Decisões da Plenária do Partido Comunista Chinês moldarão o futuro econômico do país.

Líderes chineses se reúnem para definir o plano quinquenal que moldará a economia até 2030.
Os principais líderes da China se reúnem nesta semana em Pequim para traçar as metas do país e as prioridades para o restante desta década. As decisões tomadas na Plenária do Comitê Central do Partido Comunista Chinês servirão de base para o próximo plano quinquenal, que vai orientar a segunda maior economia do mundo entre 2026 e 2030. O plano completo será divulgado apenas no ano que vem, mas autoridades devem antecipar algumas diretrizes na quarta-feira (22/10).
O impacto das decisões
Especialistas afirmam que o modelo chinês, guiado por ciclos de planejamento em vez de eleições, produz decisões com impacto global. Os planos quinquenais definem o que a China quer alcançar, indicam a direção que a liderança pretende seguir e mobilizam os recursos do Estado para atingir esses objetivos predefinidos. A história mostra que suas decisões costumam ter repercussões profundas, como a transferência de milhões de empregos industriais do Ocidente para novas fábricas nas regiões costeiras da China, um fenômeno conhecido como “choque da China”.

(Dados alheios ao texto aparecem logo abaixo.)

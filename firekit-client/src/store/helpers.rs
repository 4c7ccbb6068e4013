//! Query and mutation helpers.
//!
//! Every read helper maps its outcome the same way:
//! - backend `PermissionDenied` becomes [`StoreError::Forbidden`]
//! - any other backend failure becomes [`StoreError::QueryFailed`]
//! - an empty result becomes [`StoreError::NotFound`]
//! - a malformed collection path becomes [`StoreError::InvalidId`]

use super::{BackendError, DocumentStore, StoreError};
use firekit_core::{Direction, Filter, Query};
use firekit_types::{
    new_document_id, validate_collection_path, DocumentRef, DocumentSnapshot, Fields, Value,
};

fn read_error(err: BackendError) -> StoreError {
    match err {
        e @ BackendError::PermissionDenied(_) => StoreError::Forbidden(e),
        e => StoreError::QueryFailed(e),
    }
}

/// Validate, execute and map a query. Never returns an empty vector.
async fn run<S>(store: &S, query: Query) -> Result<Vec<DocumentSnapshot>, StoreError>
where
    S: DocumentStore + ?Sized,
{
    validate_collection_path(&query.collection).map_err(StoreError::InvalidId)?;
    query
        .validate()
        .map_err(|e| StoreError::QueryFailed(BackendError::Query(e)))?;

    let docs = store.run_query(&query).await.map_err(|e| {
        tracing::debug!("Query on {} failed: {}", query.collection, e);
        read_error(e)
    })?;
    if docs.is_empty() {
        return Err(StoreError::NotFound);
    }
    Ok(docs)
}

async fn first<S>(store: &S, query: Query) -> Result<DocumentSnapshot, StoreError>
where
    S: DocumentStore + ?Sized,
{
    run(store, query.limit(1))
        .await?
        .into_iter()
        .next()
        .ok_or(StoreError::NotFound)
}

/// First document in `collection` matching `filter`.
pub async fn find_one_by_field<S>(
    store: &S,
    collection: &str,
    filter: Filter,
) -> Result<DocumentSnapshot, StoreError>
where
    S: DocumentStore + ?Sized,
{
    first(store, Query::collection(collection).filter(filter)).await
}

/// First document in `collection` matching both filters.
pub async fn find_one_by_two_fields<S>(
    store: &S,
    collection: &str,
    first_filter: Filter,
    second_filter: Filter,
) -> Result<DocumentSnapshot, StoreError>
where
    S: DocumentStore + ?Sized,
{
    let query = Query::collection(collection)
        .filter(first_filter)
        .filter(second_filter);
    first(store, query).await
}

/// All documents in `collection` matching `filter`.
pub async fn find_all_by_field<S>(
    store: &S,
    collection: &str,
    filter: Filter,
) -> Result<Vec<DocumentSnapshot>, StoreError>
where
    S: DocumentStore + ?Sized,
{
    run(store, Query::collection(collection).filter(filter)).await
}

/// All documents in `collection` matching both filters.
pub async fn find_all_by_two_fields<S>(
    store: &S,
    collection: &str,
    first_filter: Filter,
    second_filter: Filter,
) -> Result<Vec<DocumentSnapshot>, StoreError>
where
    S: DocumentStore + ?Sized,
{
    let query = Query::collection(collection)
        .filter(first_filter)
        .filter(second_filter);
    run(store, query).await
}

/// All documents in `collection` matching `filter`, ordered by `order_field`.
pub async fn find_all_by_field_and_order<S>(
    store: &S,
    collection: &str,
    filter: Filter,
    order_field: &str,
    direction: Direction,
) -> Result<Vec<DocumentSnapshot>, StoreError>
where
    S: DocumentStore + ?Sized,
{
    let query = Query::collection(collection)
        .filter(filter)
        .order_by(order_field, direction);
    run(store, query).await
}

/// All documents in `collection` whose array `field` contains `value`.
pub async fn find_from_array<S>(
    store: &S,
    collection: &str,
    field: &str,
    value: impl Into<Value>,
) -> Result<Vec<DocumentSnapshot>, StoreError>
where
    S: DocumentStore + ?Sized,
{
    let query = Query::collection(collection).filter(Filter::array_contains(field, value));
    run(store, query).await
}

/// Every document in `collection`.
pub async fn get_all<S>(store: &S, collection: &str) -> Result<Vec<DocumentSnapshot>, StoreError>
where
    S: DocumentStore + ?Sized,
{
    run(store, Query::collection(collection)).await
}

/// Every document in `collection`, ordered by `order_field`.
pub async fn get_all_by_order<S>(
    store: &S,
    collection: &str,
    order_field: &str,
    direction: Direction,
) -> Result<Vec<DocumentSnapshot>, StoreError>
where
    S: DocumentStore + ?Sized,
{
    run(
        store,
        Query::collection(collection).order_by(order_field, direction),
    )
    .await
}

/// Fetch one document by reference.
pub async fn get<S>(store: &S, doc: &DocumentRef) -> Result<DocumentSnapshot, StoreError>
where
    S: DocumentStore + ?Sized,
{
    store.get(doc).await.map_err(|e| match e {
        BackendError::NotFound(_) => StoreError::NotFound,
        other => read_error(other),
    })
}

/// Insert `fields` under a generated id, then read the document back.
///
/// # Errors
///
/// [`StoreError::Add`] if the insert fails, [`StoreError::Fetch`] if the
/// read-back fails.
pub async fn add<S>(
    store: &S,
    collection: &str,
    fields: &Fields,
) -> Result<DocumentSnapshot, StoreError>
where
    S: DocumentStore + ?Sized,
{
    let doc = DocumentRef::new(collection, &new_document_id()).map_err(StoreError::InvalidId)?;
    store.create(&doc, fields).await.map_err(StoreError::Add)?;
    tracing::debug!("Added document {}", doc);
    store.get(&doc).await.map_err(StoreError::Fetch)
}

/// Overwrite the fields of `doc`. Fields not in `fields` are removed.
pub async fn update<S>(store: &S, doc: &DocumentRef, fields: &Fields) -> Result<(), StoreError>
where
    S: DocumentStore + ?Sized,
{
    store.set(doc, fields).await.map_err(StoreError::Update)
}

/// Delete `doc`. The backend's error is returned unchanged.
pub async fn delete<S>(store: &S, doc: &DocumentRef) -> Result<(), BackendError>
where
    S: DocumentStore + ?Sized,
{
    store.delete(doc).await
}

#[cfg(test)]
mod tests {
    use super::*;
    use crate::store::MemoryStore;
    use firekit_core::Operator;
    use std::error::Error as _;

    fn fields(pairs: &[(&str, Value)]) -> Fields {
        pairs
            .iter()
            .map(|(k, v)| (k.to_string(), v.clone()))
            .collect()
    }

    async fn seeded() -> MemoryStore {
        let store = MemoryStore::new();
        let rows = [
            ("users/alice", "Oslo", 31, vec!["admin", "dev"]),
            ("users/bob", "Bergen", 25, vec!["dev"]),
            ("users/carol", "Oslo", 40, vec!["ops"]),
        ];
        for (path, city, age, roles) in rows {
            store
                .create(
                    &DocumentRef::parse(path).unwrap(),
                    &fields(&[
                        ("city", city.into()),
                        ("age", age.into()),
                        ("roles", roles.into()),
                    ]),
                )
                .await
                .unwrap();
        }
        store
    }

    fn ids(docs: &[DocumentSnapshot]) -> Vec<&str> {
        docs.iter().map(|d| d.id()).collect()
    }

    // ===========================================
    // Read helpers
    // ===========================================

    #[tokio::test]
    async fn find_one_returns_first_match() {
        let store = seeded().await;
        let doc = find_one_by_field(&store, "users", Filter::equal("city", "Oslo"))
            .await
            .unwrap();
        assert_eq!(doc.id(), "alice");
    }

    #[tokio::test]
    async fn find_one_by_two_fields_needs_both() {
        let store = seeded().await;
        let doc = find_one_by_two_fields(
            &store,
            "users",
            Filter::equal("city", "Oslo"),
            Filter::new("age", Operator::GreaterThan, 35),
        )
        .await
        .unwrap();
        assert_eq!(doc.id(), "carol");
    }

    #[tokio::test]
    async fn find_all_variants() {
        let store = seeded().await;

        let docs = find_all_by_field(&store, "users", Filter::new("age", Operator::LessThan, 35))
            .await
            .unwrap();
        assert_eq!(ids(&docs), vec!["alice", "bob"]);

        let docs = find_all_by_two_fields(
            &store,
            "users",
            Filter::equal("city", "Oslo"),
            Filter::array_contains("roles", "admin"),
        )
        .await
        .unwrap();
        assert_eq!(ids(&docs), vec!["alice"]);

        let docs = find_all_by_field_and_order(
            &store,
            "users",
            Filter::equal("city", "Oslo"),
            "age",
            Direction::Descending,
        )
        .await
        .unwrap();
        assert_eq!(ids(&docs), vec!["carol", "alice"]);
    }

    #[tokio::test]
    async fn find_from_array_matches_elements() {
        let store = seeded().await;
        let docs = find_from_array(&store, "users", "roles", "dev").await.unwrap();
        assert_eq!(ids(&docs), vec!["alice", "bob"]);
    }

    #[tokio::test]
    async fn get_all_and_ordered() {
        let store = seeded().await;
        assert_eq!(get_all(&store, "users").await.unwrap().len(), 3);

        let docs = get_all_by_order(&store, "users", "age", Direction::Ascending)
            .await
            .unwrap();
        assert_eq!(ids(&docs), vec!["bob", "alice", "carol"]);
    }

    #[tokio::test]
    async fn empty_results_are_not_found() {
        let store = seeded().await;
        let nobody = || Filter::equal("city", "Trondheim");

        assert!(matches!(
            find_one_by_field(&store, "users", nobody()).await,
            Err(StoreError::NotFound)
        ));
        assert!(matches!(
            find_one_by_two_fields(&store, "users", nobody(), nobody()).await,
            Err(StoreError::NotFound)
        ));
        assert!(matches!(
            find_all_by_field(&store, "users", nobody()).await,
            Err(StoreError::NotFound)
        ));
        assert!(matches!(
            find_all_by_two_fields(&store, "users", nobody(), nobody()).await,
            Err(StoreError::NotFound)
        ));
        assert!(matches!(
            find_all_by_field_and_order(&store, "users", nobody(), "age", Direction::Ascending)
                .await,
            Err(StoreError::NotFound)
        ));
        assert!(matches!(
            find_from_array(&store, "users", "roles", "nobody").await,
            Err(StoreError::NotFound)
        ));
        assert!(matches!(
            get_all(&store, "teams").await,
            Err(StoreError::NotFound)
        ));
        assert!(matches!(
            get_all_by_order(&store, "teams", "name", Direction::Ascending).await,
            Err(StoreError::NotFound)
        ));
    }

    #[tokio::test]
    async fn backend_failure_is_query_failed_with_source() {
        let store = seeded().await;
        store.fail_next_query(BackendError::Unavailable("backend down".into()));

        let err = get_all(&store, "users").await.unwrap_err();
        assert_eq!(err.to_string(), "error getting documents snapshots");
        assert!(matches!(
            &err,
            StoreError::QueryFailed(BackendError::Unavailable(_))
        ));
        assert!(err.source().unwrap().to_string().contains("backend down"));
    }

    #[tokio::test]
    async fn permission_denied_is_forbidden() {
        let store = seeded().await;
        store.fail_next_query(BackendError::PermissionDenied("rules".into()));

        let err = find_all_by_field(&store, "users", Filter::equal("city", "Oslo"))
            .await
            .unwrap_err();
        assert!(matches!(err, StoreError::Forbidden(_)));
        assert_eq!(err.to_string(), "attempted action is not allowed");
    }

    #[tokio::test]
    async fn bad_collection_path_is_invalid_id() {
        let store = seeded().await;
        for collection in ["users/alice", "", "__reserved__"] {
            let err = get_all(&store, collection).await.unwrap_err();
            assert!(
                matches!(err, StoreError::InvalidId(_)),
                "{collection:?} gave {err:?}"
            );
        }
    }

    #[tokio::test]
    async fn invalid_query_fails_before_backend() {
        let store = seeded().await;
        // operand must be an array
        let err = find_all_by_field(&store, "users", Filter::new("age", Operator::In, 25))
            .await
            .unwrap_err();
        assert!(matches!(
            err,
            StoreError::QueryFailed(BackendError::Query(_))
        ));
    }

    #[tokio::test]
    async fn get_maps_missing_and_forbidden() {
        let store = seeded().await;
        let alice = DocumentRef::parse("users/alice").unwrap();
        assert_eq!(get(&store, &alice).await.unwrap().id(), "alice");

        let ghost = DocumentRef::parse("users/ghost").unwrap();
        assert!(matches!(get(&store, &ghost).await, Err(StoreError::NotFound)));

        store.fail_next_get(BackendError::PermissionDenied("rules".into()));
        assert!(matches!(
            get(&store, &alice).await,
            Err(StoreError::Forbidden(_))
        ));
    }

    // ===========================================
    // Mutations
    // ===========================================

    #[tokio::test]
    async fn add_returns_snapshot_of_new_document() {
        let store = MemoryStore::new();
        let snap = add(&store, "users", &fields(&[("name", "dave".into())]))
            .await
            .unwrap();

        assert_eq!(snap.id().len(), 20);
        assert_eq!(snap.reference.collection_path(), "users");
        assert_eq!(snap.get("name"), Some(&Value::String("dave".into())));

        let fetched = get(&store, &snap.reference).await.unwrap();
        assert_eq!(fetched.reference, snap.reference);
    }

    #[tokio::test]
    async fn add_errors_are_wrapped() {
        let store = MemoryStore::new();

        store.fail_next_create(BackendError::Unavailable("down".into()));
        let err = add(&store, "users", &Fields::new()).await.unwrap_err();
        assert!(matches!(err, StoreError::Add(_)));
        assert!(err.to_string().starts_with("adding document: "));

        store.fail_next_get(BackendError::Unavailable("down".into()));
        let err = add(&store, "users", &Fields::new()).await.unwrap_err();
        assert!(matches!(err, StoreError::Fetch(_)));
        assert!(err.to_string().starts_with("getting document snapshot: "));

        let err = add(&store, "users/alice", &Fields::new()).await.unwrap_err();
        assert!(matches!(err, StoreError::InvalidId(_)));
    }

    #[tokio::test]
    async fn update_overwrites_fields() {
        let store = seeded().await;
        let bob = DocumentRef::parse("users/bob").unwrap();

        update(&store, &bob, &fields(&[("age", 26.into())]))
            .await
            .unwrap();

        let snap = get(&store, &bob).await.unwrap();
        assert_eq!(snap.get("age"), Some(&Value::Integer(26)));
        assert_eq!(snap.get("city"), None);

        store.fail_next_set(BackendError::Unavailable("down".into()));
        let err = update(&store, &bob, &Fields::new()).await.unwrap_err();
        assert!(err.to_string().starts_with("updating document: "));
    }

    #[tokio::test]
    async fn delete_passes_backend_error_through() {
        let store = seeded().await;
        let bob = DocumentRef::parse("users/bob").unwrap();
        delete(&store, &bob).await.unwrap();

        let err = delete(&store, &bob).await.unwrap_err();
        assert!(matches!(err, BackendError::NotFound(ref path) if path == "users/bob"));
    }

    #[tokio::test]
    async fn helpers_accept_trait_objects() {
        let store = seeded().await;
        let dyn_store: &dyn DocumentStore = &store;
        assert_eq!(get_all(dyn_store, "users").await.unwrap().len(), 3);
    }
}
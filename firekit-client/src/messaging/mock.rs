//! Mock messaging client for testing.
//!
//! Records sent messages and allows injecting failures.

use super::{Messaging, MessagingError};
use async_trait::async_trait;
use firekit_types::{Message, Target};
use std::collections::HashSet;
use std::sync::{Arc, Mutex};
use std::time::Duration;

/// Mock messaging client for testing.
///
/// Clones share state, so a test can keep one handle while a
/// [`Sender`](crate::Sender) owns another.
#[derive(Debug, Default, Clone)]
pub struct MockMessaging {
    inner: Arc<Mutex<MockMessagingInner>>,
}

#[derive(Debug, Default)]
struct MockMessagingInner {
    sent_messages: Vec<Message>,
    validated: usize,
    next_id: u64,
    fail_next_send: Option<String>,
    rejected_tokens: HashSet<String>,
    latency: Duration,
    in_flight: usize,
    max_in_flight: usize,
}

impl MockMessaging {
    /// Create a new mock client.
    pub fn new() -> Self {
        Self::default()
    }

    /// Get all messages that were delivered.
    pub fn sent_messages(&self) -> Vec<Message> {
        let inner = self.inner.lock().unwrap();
        inner.sent_messages.clone()
    }

    /// Get the last message that was delivered.
    pub fn last_sent(&self) -> Option<Message> {
        let inner = self.inner.lock().unwrap();
        inner.sent_messages.last().cloned()
    }

    /// Number of dry-run validations.
    pub fn validated_count(&self) -> usize {
        let inner = self.inner.lock().unwrap();
        inner.validated
    }

    /// Cause the next send to fail with the given reason.
    pub fn fail_next_send(&self, reason: &str) {
        let mut inner = self.inner.lock().unwrap();
        inner.fail_next_send = Some(reason.to_string());
    }

    /// Fail every message addressed to `token` with `Unregistered`.
    pub fn reject_token(&self, token: &str) {
        let mut inner = self.inner.lock().unwrap();
        inner.rejected_tokens.insert(token.to_string());
    }

    /// Delay every send by `latency`.
    pub fn set_latency(&self, latency: Duration) {
        let mut inner = self.inner.lock().unwrap();
        inner.latency = latency;
    }

    /// Highest number of sends observed in flight at once.
    pub fn max_concurrent_sends(&self) -> usize {
        let inner = self.inner.lock().unwrap();
        inner.max_in_flight
    }

    /// Clear all state (messages, failures, latency).
    pub fn reset(&self) {
        let mut inner = self.inner.lock().unwrap();
        *inner = MockMessagingInner::default();
    }

    async fn deliver(&self, message: &Message, dry_run: bool) -> Result<String, MessagingError> {
        let latency = {
            let mut inner = self.inner.lock().unwrap();
            inner.in_flight += 1;
            inner.max_in_flight = inner.max_in_flight.max(inner.in_flight);
            inner.latency
        };

        // Lock released while sleeping so sends overlap
        if !latency.is_zero() {
            tokio::time::sleep(latency).await;
        }

        let mut inner = self.inner.lock().unwrap();
        inner.in_flight -= 1;

        if let Some(reason) = inner.fail_next_send.take() {
            return Err(MessagingError::SendFailed(reason));
        }
        if let Target::Token(token) = &message.target {
            if inner.rejected_tokens.contains(token) {
                return Err(MessagingError::Unregistered(token.clone()));
            }
        }

        if dry_run {
            inner.validated += 1;
            return Ok("projects/mock/messages/fake_message_id".to_string());
        }

        inner.next_id += 1;
        inner.sent_messages.push(message.clone());
        Ok(format!("projects/mock/messages/{}", inner.next_id))
    }
}

#[async_trait]
impl Messaging for MockMessaging {
    async fn send(&self, message: &Message) -> Result<String, MessagingError> {
        self.deliver(message, false).await
    }

    async fn send_dry_run(&self, message: &Message) -> Result<String, MessagingError> {
        self.deliver(message, true).await
    }
}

A evolução da economia chinesa
Desde a reforma e abertura de Deng Xiaoping em 1978, a China tem se transformado em uma potência econômica. A criação de zonas econômicas especiais e a atração de investimentos estrangeiros mudaram a vida dos chineses e remodelaram a economia global. Hoje, a China é líder em energias renováveis e veículos elétricos, controlando quase todo o fornecimento de terras raras necessárias para a fabricação de tecnologia.
Desafios e ambições futuras
Com a proibição de venda de semicondutores avançados para a China, a autossuficiência em tecnologia se torna uma prioridade. O próximo plano quinquenal deve focar na segurança nacional e na independência tecnológica, garantindo que o país não dependa mais de potências estrangeiras e consolidando seu lugar no cenário econômico mundial.